On Thursday I dropped M_____ off at the airport to go home with her mother who had been over for a few days. Her mother’s visit was not entirely successful. On her first full day here we held a barbecue and though M____ had invited her Czech friends a month in advance for her mother to have someone to talk to, they let her down. I had had little time to myself and was finding it difficult to be around people - I find that I am much more gregarious in Prague than on home turf - and on a trip to London I was positively reticent, broody and irritable, in part from the food I had eaten, two packs of sandwiches there and oats in the morning, in part from being among people all day, and in part from the crowds and the rush of it all. Besides, after a few weeks of practically not drinking at all, and months of drinking very little, I got wasted on vodka and that set me back for a few days of her short visit!
Since Thursday evening, then, I have been writing, reading, doing some exercise, cooking, and doing everything I would rather spend all my time doing. No doubt people will expect that after these few days, I will be satisfied for a while, but it’s making me think seriously about my life and whether it is natural for me at all to be in such a relationship with M____ as I purport to be. It is so natural for me to be on my own, and so unnatural to be with people.
Since living on our own I have been forced to cook more often and have been able to experiment and try a few more things out. Before, even when I tried to buy things for certain recipes, I would go on a big shop, get more or less everything I need (there are always one or two things that are not stocked) and then Mum would offer to cook and I would accept in order to have more time for writing and the like. Then I would make one big meal from one of the recipes and make enoughy for several days, and so then I would not attempt a further recipe and most often everything would go off, riling my parents.
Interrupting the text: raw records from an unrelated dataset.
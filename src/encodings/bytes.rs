// encodings/bytes.rs - Raw 8-bit code units (ByteView).
//
// One unit per byte, no Unicode awareness. Units widen to code points as
// unsigned values 0..=255.

use std::ops::Range;

use memchr::memchr_iter;

use super::ranges_between;

/// Widen a byte to a 32-bit code point.
#[inline]
pub fn byte_to_code(b: u8) -> u32 {
    b as u32
}

/// Line ranges split on 0x0a.
pub fn line_ranges(data: &[u8]) -> Vec<Range<usize>> {
    ranges_between(memchr_iter(b'\n', data), data.len())
}

/// Narrow code points to bytes, keeping the low 8 bits of each.
pub fn from_code_points(code_points: &[u32]) -> Vec<u8> {
    code_points.iter().map(|&c| c as u8).collect()
}
impl<'a> MatchState<'a> {
    /// Fresh state for an attempt at `start`. Every capture sequence starts
    /// empty; groups are numbered `1..=group_count`.
    pub fn new(start: usize, group_count: usize) -> Self {
        MatchState {
            string_position_before_match: start,
            string_position: start,
            instruction_position: 0,
            fork_at_position: 0,
            matches: Vec::new(),
            capture_group_matches: vec![Vec::new(); group_count],
            named_capture_group_matches: Vec::new(),
            named_journal: Vec::new(),
            policy: NamedCapturePolicy::default(),
        }
    }

    pub fn with_named_policy(mut self, policy: NamedCapturePolicy) -> Self {
        self.policy = policy;
        self
    }

    pub fn named_policy(&self) -> NamedCapturePolicy {
        self.policy
    }

    pub fn group_count(&self) -> usize {
        self.capture_group_matches.len()
    }

    pub fn matches(&self) -> &[MatchFragment<'a>] {
        &self.matches
    }

    /// Capture sequences; index `i` holds group `i + 1`.
    pub fn capture_group_matches(&self) -> &[Vec<MatchFragment<'a>>] {
        &self.capture_group_matches
    }

    pub fn named_capture_group_matches(&self) -> &[HashMap<String, MatchFragment<'a>>] {
        &self.named_capture_group_matches
    }

    /// Captures recorded so far for `group` (1-based).
    pub fn captures(&self, group: usize) -> Option<&[MatchFragment<'a>]> {
        let index = group.checked_sub(1)?;
        self.capture_group_matches.get(index).map(Vec::as_slice)
    }

    pub fn push_match(&mut self, fragment: MatchFragment<'a>) {
        self.matches.push(fragment);
    }

    /// Append a capture to `group`'s sequence.
    ///
    /// # Panics
    ///
    /// Panics if `group` is 0 or greater than the group count.
    #[track_caller]
    pub fn record_capture(&mut self, group: usize, fragment: MatchFragment<'a>) {
        self.try_record_capture(group, fragment)
            .unwrap_or_else(|e| trap(e))
    }

    pub fn try_record_capture(
        &mut self,
        group: usize,
        fragment: MatchFragment<'a>,
    ) -> Result<(), MatchError> {
        let group_count = self.capture_group_matches.len();
        let slot = group
            .checked_sub(1)
            .and_then(|i| self.capture_group_matches.get_mut(i))
            .ok_or(MatchError::UnknownGroup { group, group_count })?;
        slot.push(fragment);
        Ok(())
    }

    /// Bind `name` in the map of match `match_index`, applying the named
    /// capture policy. Returns whether the binding took effect.
    pub fn bind_named(
        &mut self,
        match_index: usize,
        name: &str,
        fragment: MatchFragment<'a>,
    ) -> bool {
        if self.named_capture_group_matches.len() <= match_index {
            self.named_capture_group_matches
                .resize_with(match_index + 1, HashMap::new);
        }
        let map = &mut self.named_capture_group_matches[match_index];
        if self.policy == NamedCapturePolicy::FirstWins && map.contains_key(name) {
            return false;
        }
        let previous = map.insert(name.to_string(), fragment);
        self.named_journal.push(NamedBinding {
            match_index,
            name: name.to_string(),
            previous,
        });
        true
    }

    pub fn named(&self, match_index: usize, name: &str) -> Option<&MatchFragment<'a>> {
        self.named_capture_group_matches
            .get(match_index)?
            .get(name)
    }

    /// Snapshot for a fork whose alternative resumes at `resume_at`.
    pub fn checkpoint(&self, resume_at: usize) -> Checkpoint {
        Checkpoint {
            string_position: self.string_position,
            instruction_position: resume_at,
            match_count: self.matches.len(),
            capture_lengths: self.capture_group_matches.iter().map(Vec::len).collect(),
            named_map_count: self.named_capture_group_matches.len(),
            named_journal_len: self.named_journal.len(),
        }
    }

    /// Roll back to `checkpoint`: restore positions, truncate every capture
    /// sequence to its recorded length, and revert named bindings made since.
    pub fn restore(&mut self, checkpoint: &Checkpoint) {
        self.string_position = checkpoint.string_position;
        self.instruction_position = checkpoint.instruction_position;
        self.fork_at_position = checkpoint.instruction_position;
        self.matches.truncate(checkpoint.match_count);
        for (seq, &len) in self
            .capture_group_matches
            .iter_mut()
            .zip(checkpoint.capture_lengths.iter())
        {
            seq.truncate(len);
        }
        while self.named_journal.len() > checkpoint.named_journal_len {
            let Some(binding) = self.named_journal.pop() else {
                break;
            };
            if let Some(map) = self.named_capture_group_matches.get_mut(binding.match_index) {
                match binding.previous {
                    Some(previous) => {
                        map.insert(binding.name, previous);
                    }
                    None => {
                        map.remove(&binding.name);
                    }
                }
            }
        }
        self.named_capture_group_matches
            .truncate(checkpoint.named_map_count);
    }

    /// Current length of every capture sequence.
    pub fn capture_lengths(&self) -> SmallVec<[usize; 8]> {
        self.capture_group_matches.iter().map(Vec::len).collect()
    }

    /// Move the recorded captures into a result. Consumes the attempt.
    pub fn finalize(self, operations: usize) -> MatchOutput<'a> {
        MatchOutput {
            operations,
            matches: self.matches,
            capture_group_matches: self.capture_group_matches,
            named_capture_group_matches: self.named_capture_group_matches,
        }
    }
}

// ============================================================================
// MatchOutput
// ============================================================================

/// Finalized outcome of one call. Empty when nothing matched.
#[derive(Clone, Debug, Default)]
pub struct MatchOutput<'a> {
    operations: usize,
    matches: Vec<MatchFragment<'a>>,
    capture_group_matches: Vec<Vec<MatchFragment<'a>>>,
    named_capture_group_matches: Vec<HashMap<String, MatchFragment<'a>>>,
}
//! The transcription prompt sent with every page image.
//!
//! Centralising the prompt here serves two purposes:
//!
//! 1. **Single source of truth** — tweaking how diagrams or math are handled
//!    requires editing exactly one place.
//!
//! 2. **Testability** — unit tests can inspect the prompt directly without
//!    spinning up a real vision model.

/// Prompt asking the vision model for a JSON object with `latex` and
/// `markdown` transcripts of a handwritten page.
///
/// The JSON contract matches [`crate::content::PageContent::Structured`];
/// the request also sets `responseMimeType: application/json` so the model
/// is forced to return a parseable body.
pub const TRANSCRIPTION_PROMPT: &str = r#"You are an expert academic typesetter. Transcribe the handwritten notes in this image into both high-quality LaTeX and a standard Markdown document. Return a JSON object with two keys: "latex" and "markdown".

Rules for LaTeX:

1. CONTENT ACCURACY
   - Transcribe the text exactly as written, preserving the original meaning
   - Do not summarise or alter the content

2. MATH
   - Convert all mathematical expressions into valid LaTeX
   - Use standard notation for fractions, superscripts, subscripts, integrals
   - Delimit equations properly: inline $...$, display $$...$$, or
     \begin{align}...\end{align} / \begin{equation}...\end{equation}

3. FIGURES AND DIAGRAMS
   - Do NOT attempt ASCII art
   - For any diagram, plot, or figure insert a placeholder figure environment
     with a detailed descriptive caption based on the surrounding context:
     \begin{figure}[h!]
     \centering
     %% INSERT IMAGE HERE
     \caption{A descriptive caption based on the context of the diagram.}
     \label{fig:description}
     \end{figure}

4. STRUCTURE
   - Use semantic environments (\begin{theorem}, \begin{lemma}, ...) and
     section commands where the notes call for them

5. OUTPUT
   - Return ONLY the LaTeX body in the "latex" value — no preamble, no
     \documentclass, no \begin{document}

Rules for Markdown:

1. Transcribe into standard Markdown (# headings, **bold**, *italics*, lists)
2. Preserve formulas with $ (inline) and $$ (display) delimiters so MathJax
   can render them
3. For figures and diagrams insert a placeholder image link with a detailed
   descriptive caption, e.g. ![caption based on context](image_placeholder.png)"#;

#[cfg(test)]
mod tests {
    use super::*;

    #[test]
    fn prompt_demands_both_keys() {
        assert!(TRANSCRIPTION_PROMPT.contains("\"latex\""));
        assert!(TRANSCRIPTION_PROMPT.contains("\"markdown\""));
    }

    #[test]
    fn prompt_forbids_preamble() {
        assert!(TRANSCRIPTION_PROMPT.contains("no preamble"));
    }
}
It was going fairly well, though I had one or two slips which I documented because I finally saw a dietician on the 6th. Finally getting used to the diet I was on, I will be on an exclusion diet with no onions, no potatoes, no corn, and so on and so forth. Still, I hope that being monitored will help me to be more consistent in following my diet, even though I am less and less inclined to believe that diet alone will be a solution to my problems. Even now, with so much time to myself, and time to get a diet more or less right, I find I am losing a great deal of time to faltering concentration, reveries, restlessness.
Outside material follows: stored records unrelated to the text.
//! PDF expansion: rasterise every page of a PDF into individual images.
//!
//! Multi-page PDFs dropped into the source folder are flattened into one
//! image per page so the rest of the pipeline only ever deals with single
//! pages. Output names follow the grouping convention — `{stem}_{n}.png`
//! with a 1-based page index — so [`super::group::scan_groups`] picks the
//! pages straight back up as one document titled after the PDF.
//!
//! ## Why spawn_blocking?
//!
//! `pdfium-render` wraps the pdfium C++ library, which uses thread-local
//! state internally and is not safe to call from async contexts.
//! `tokio::task::spawn_blocking` moves the work onto the blocking thread
//! pool so rasterisation never stalls the async workers.

use crate::error::PagescribeError;
use image::ImageFormat;
use pdfium_render::prelude::*;
use std::path::{Path, PathBuf};
use tracing::{debug, info};

/// Rasterisation resolution. 150 DPI keeps handwriting crisp for the
/// vision model without ballooning file sizes.
const RENDER_DPI: f32 = 150.0;

/// Rasterise every page of `pdf_path` into `output_dir`.
///
/// The output directory is created if absent. Returns the produced image
/// paths in physical page order. Any failure — unreadable PDF, render
/// error, write error — is reported as a single `Err`; the orchestrator
/// logs it and moves on to the next PDF, so one corrupt file never halts
/// expansion of the others.
pub async fn expand_pdf(
    pdf_path: &Path,
    output_dir: &Path,
) -> Result<Vec<PathBuf>, PagescribeError> {
    let pdf = pdf_path.to_path_buf();
    let out = output_dir.to_path_buf();

    tokio::task::spawn_blocking(move || expand_pdf_blocking(&pdf, &out))
        .await
        .map_err(|e| PagescribeError::Internal(format!("Expand task panicked: {e}")))?
}

/// Blocking implementation of PDF expansion.
fn expand_pdf_blocking(
    pdf_path: &Path,
    output_dir: &Path,
) -> Result<Vec<PathBuf>, PagescribeError> {
    let fail = |detail: String| PagescribeError::PdfExpandFailed {
        path: pdf_path.to_path_buf(),
        detail,
    };

    std::fs::create_dir_all(output_dir)
        .map_err(|e| fail(format!("cannot create output directory: {e}")))?;

    let pdfium = Pdfium::new(
        Pdfium::bind_to_system_library().map_err(|e| fail(format!("pdfium bind failed: {e}")))?,
    );

    let document = pdfium
        .load_pdf_from_file(pdf_path, None)
        .map_err(|e| fail(format!("pdfium open failed: {e:?}")))?;

    let stem = pdf_path
        .file_stem()
        .map(|s| s.to_string_lossy().into_owned())
        .unwrap_or_else(|| "document".to_string());

    let pages = document.pages();
    let page_count = pages.len();
    info!("Expanding '{}': {} pages", pdf_path.display(), page_count);

    let mut saved = Vec::with_capacity(page_count as usize);

    for index in 0..page_count {
        let page = pages
            .get(index)
            .map_err(|e| fail(format!("page {index} access failed: {e:?}")))?;

        let width = (page.width().value * RENDER_DPI / 72.0) as i32;
        let height = (page.height().value * RENDER_DPI / 72.0) as i32;

        let bitmap = page
            .render_with_config(
                &PdfRenderConfig::new()
                    .set_target_width(width)
                    .set_target_height(height),
            )
            .map_err(|e| fail(format!("render page {index} failed: {e:?}")))?;

        // 1-based index so the grouper recovers ordinals 1..N.
        let image_path = output_dir.join(format!("{stem}_{}.png", index + 1));
        bitmap
            .as_image()
            .save_with_format(&image_path, ImageFormat::Png)
            .map_err(|e| fail(format!("PNG save for page {index} failed: {e}")))?;

        debug!("Saved PDF page to: {}", image_path.display());
        saved.push(image_path);
    }

    Ok(saved)
}

#[cfg(test)]
mod tests {
    use super::*;

    // Rasterisation itself needs a system pdfium library and is covered by
    // the gated integration tests. The naming convention is checked here
    // because the grouper round-trip must hold for any stem.
    #[test]
    fn page_names_reparse_under_the_grouping_grammar() {
        use crate::pipeline::group::parse_page_name;

        for (stem, n) in [("Report", 1), ("My Notes 2023", 4), ("scan-batch", 12)] {
            let name = format!("{stem}_{n}.png");
            assert_eq!(
                parse_page_name(&name),
                Some((stem.to_string(), n)),
                "'{name}' must re-parse with the PDF stem as title"
            );
        }
    }
}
A couple of days back I was trying again to keep a note of my reveries, thinking again of something like The Unforgiving Minutes, that is, a project I started in Prague to try and document my life and everything that gets in the way of writing, everything that frustrates me so much and which would document to the minutes of my reveries, that is, notes of the conversations I have in my mind and the situations and scenarios that arise again and again and form so great a part of my consciousness. I found once again that it is impossible.
Nonetheless I had one such this morning, the kind of reverie, or rather, what I have lately come to tag a palimpsest, that …
[I’m not concentrating now this morning. I’ve slipped into tangents several times already now, but one I have just intercepted began as thinking about how to solve my dilemma of needing to be on my own. It moved to thinking over seeing my doctor, to making demands of my incompetent shrink, to being placed on stimulant medication and addressing the morning meeting at work explaining that the reason I seem different is because I have finally been diagnosed and medicated, and that if people want to use it against me they can, and similarly, if they want to see me as somebody who has to a degree conquered his difficulties they also can.]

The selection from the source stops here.